◆ Records from a data collection
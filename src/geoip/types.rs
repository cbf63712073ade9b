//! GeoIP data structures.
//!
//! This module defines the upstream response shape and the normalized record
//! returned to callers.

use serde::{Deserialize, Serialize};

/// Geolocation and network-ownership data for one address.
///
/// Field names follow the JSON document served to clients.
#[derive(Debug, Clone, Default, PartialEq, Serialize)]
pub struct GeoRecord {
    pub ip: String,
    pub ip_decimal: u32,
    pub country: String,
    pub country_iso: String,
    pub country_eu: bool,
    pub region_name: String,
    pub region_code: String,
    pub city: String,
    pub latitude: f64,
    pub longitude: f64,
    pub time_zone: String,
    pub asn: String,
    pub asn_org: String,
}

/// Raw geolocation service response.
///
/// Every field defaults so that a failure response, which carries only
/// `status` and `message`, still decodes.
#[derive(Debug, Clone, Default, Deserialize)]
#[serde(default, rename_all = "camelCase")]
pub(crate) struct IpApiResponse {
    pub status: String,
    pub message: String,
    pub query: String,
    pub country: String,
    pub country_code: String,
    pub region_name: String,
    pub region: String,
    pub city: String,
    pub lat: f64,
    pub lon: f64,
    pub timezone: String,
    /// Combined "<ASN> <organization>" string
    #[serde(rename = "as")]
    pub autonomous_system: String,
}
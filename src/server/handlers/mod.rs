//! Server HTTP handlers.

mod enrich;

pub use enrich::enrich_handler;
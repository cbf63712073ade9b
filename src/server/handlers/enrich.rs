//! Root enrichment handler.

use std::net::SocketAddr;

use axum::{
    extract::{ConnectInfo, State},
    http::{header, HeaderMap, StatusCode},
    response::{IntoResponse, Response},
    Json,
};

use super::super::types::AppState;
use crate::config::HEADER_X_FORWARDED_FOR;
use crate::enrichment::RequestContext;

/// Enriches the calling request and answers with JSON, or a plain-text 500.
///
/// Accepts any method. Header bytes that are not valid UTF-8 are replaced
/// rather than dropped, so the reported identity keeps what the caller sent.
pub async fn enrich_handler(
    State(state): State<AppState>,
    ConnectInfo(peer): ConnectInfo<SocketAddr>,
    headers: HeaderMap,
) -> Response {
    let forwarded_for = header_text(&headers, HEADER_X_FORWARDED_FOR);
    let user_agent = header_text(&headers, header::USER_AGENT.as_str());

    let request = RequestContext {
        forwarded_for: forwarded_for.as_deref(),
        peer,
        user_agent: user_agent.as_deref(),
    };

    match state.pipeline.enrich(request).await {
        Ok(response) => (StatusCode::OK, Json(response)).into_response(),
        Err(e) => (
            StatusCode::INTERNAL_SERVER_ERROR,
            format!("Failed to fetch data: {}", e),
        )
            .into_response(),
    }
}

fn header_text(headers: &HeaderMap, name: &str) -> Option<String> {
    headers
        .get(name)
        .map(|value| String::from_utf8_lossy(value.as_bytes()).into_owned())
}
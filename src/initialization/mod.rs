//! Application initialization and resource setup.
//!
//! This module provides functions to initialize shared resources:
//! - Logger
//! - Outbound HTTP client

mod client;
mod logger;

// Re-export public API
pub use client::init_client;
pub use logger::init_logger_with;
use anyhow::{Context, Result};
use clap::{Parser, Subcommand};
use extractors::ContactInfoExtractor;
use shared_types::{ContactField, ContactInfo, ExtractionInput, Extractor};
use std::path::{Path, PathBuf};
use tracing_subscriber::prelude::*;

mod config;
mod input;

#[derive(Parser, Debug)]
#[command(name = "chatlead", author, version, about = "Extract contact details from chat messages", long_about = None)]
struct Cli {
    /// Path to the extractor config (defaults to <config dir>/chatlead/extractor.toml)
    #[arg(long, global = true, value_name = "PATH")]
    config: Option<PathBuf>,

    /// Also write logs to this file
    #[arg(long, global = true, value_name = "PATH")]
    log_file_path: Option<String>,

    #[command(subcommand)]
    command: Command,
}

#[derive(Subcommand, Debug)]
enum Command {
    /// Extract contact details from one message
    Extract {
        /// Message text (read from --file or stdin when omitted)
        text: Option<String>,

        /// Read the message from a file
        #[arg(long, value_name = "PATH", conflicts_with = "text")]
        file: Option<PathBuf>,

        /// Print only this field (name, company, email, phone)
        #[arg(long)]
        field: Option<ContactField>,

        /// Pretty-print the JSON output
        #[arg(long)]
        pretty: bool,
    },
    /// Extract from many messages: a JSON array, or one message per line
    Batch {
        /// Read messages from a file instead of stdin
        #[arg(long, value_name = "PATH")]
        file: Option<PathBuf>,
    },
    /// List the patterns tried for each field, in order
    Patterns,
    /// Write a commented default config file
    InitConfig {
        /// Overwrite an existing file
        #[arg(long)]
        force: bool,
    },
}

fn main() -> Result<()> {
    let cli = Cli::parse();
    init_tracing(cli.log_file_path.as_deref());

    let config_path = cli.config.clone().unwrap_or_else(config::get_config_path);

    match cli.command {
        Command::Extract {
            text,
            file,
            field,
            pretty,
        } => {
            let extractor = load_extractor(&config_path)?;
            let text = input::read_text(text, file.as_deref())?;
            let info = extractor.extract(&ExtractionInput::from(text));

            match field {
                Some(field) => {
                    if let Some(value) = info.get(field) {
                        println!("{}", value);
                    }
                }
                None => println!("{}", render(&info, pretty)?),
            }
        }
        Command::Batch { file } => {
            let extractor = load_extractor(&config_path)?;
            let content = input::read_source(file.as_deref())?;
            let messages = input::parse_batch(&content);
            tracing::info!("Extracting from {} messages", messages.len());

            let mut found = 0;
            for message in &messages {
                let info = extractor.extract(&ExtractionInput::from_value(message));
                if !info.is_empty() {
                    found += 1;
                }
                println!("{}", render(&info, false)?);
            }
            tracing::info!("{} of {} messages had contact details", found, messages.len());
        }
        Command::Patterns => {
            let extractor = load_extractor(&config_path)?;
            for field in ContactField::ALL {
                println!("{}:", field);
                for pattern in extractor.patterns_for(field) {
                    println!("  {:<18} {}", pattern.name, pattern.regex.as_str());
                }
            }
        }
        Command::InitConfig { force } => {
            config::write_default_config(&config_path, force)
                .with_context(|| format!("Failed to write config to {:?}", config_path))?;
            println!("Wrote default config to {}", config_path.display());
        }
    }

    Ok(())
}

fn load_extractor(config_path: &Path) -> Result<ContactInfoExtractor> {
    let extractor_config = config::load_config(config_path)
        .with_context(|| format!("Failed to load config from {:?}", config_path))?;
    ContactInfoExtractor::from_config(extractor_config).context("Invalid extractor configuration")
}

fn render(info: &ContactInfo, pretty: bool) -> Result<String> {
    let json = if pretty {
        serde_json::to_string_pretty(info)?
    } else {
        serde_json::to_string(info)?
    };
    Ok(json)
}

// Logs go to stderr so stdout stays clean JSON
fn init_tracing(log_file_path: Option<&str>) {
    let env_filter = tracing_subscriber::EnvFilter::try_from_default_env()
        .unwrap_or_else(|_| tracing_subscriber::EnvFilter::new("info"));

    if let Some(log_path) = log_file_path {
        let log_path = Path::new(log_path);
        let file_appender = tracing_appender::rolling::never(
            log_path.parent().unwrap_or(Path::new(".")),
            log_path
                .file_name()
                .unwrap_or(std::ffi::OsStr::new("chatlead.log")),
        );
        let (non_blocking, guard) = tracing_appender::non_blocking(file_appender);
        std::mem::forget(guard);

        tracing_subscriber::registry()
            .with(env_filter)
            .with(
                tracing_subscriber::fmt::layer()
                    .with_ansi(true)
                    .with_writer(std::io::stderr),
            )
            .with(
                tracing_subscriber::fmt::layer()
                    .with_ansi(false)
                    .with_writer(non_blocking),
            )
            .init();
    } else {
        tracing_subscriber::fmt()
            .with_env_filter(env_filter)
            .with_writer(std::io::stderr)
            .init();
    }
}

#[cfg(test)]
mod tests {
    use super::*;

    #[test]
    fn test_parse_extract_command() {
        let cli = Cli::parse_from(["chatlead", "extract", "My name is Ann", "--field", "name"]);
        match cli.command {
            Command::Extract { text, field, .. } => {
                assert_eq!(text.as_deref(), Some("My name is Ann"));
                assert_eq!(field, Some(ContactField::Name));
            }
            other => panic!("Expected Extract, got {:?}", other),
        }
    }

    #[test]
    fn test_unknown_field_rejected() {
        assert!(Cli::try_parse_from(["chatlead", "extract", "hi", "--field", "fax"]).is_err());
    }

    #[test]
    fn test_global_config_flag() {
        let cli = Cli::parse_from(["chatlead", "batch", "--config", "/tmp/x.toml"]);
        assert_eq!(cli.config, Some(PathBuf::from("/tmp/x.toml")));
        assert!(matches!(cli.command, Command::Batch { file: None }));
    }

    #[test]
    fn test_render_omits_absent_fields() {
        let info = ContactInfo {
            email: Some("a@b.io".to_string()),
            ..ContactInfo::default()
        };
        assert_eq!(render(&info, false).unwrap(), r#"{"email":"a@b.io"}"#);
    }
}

◆ Task objective
Pull out all lines from the entries above in which the word "stdin" appears.

◆ Final answer
        /// Message text (read from --file or stdin when omitted)
        /// Read messages from a file instead of stdin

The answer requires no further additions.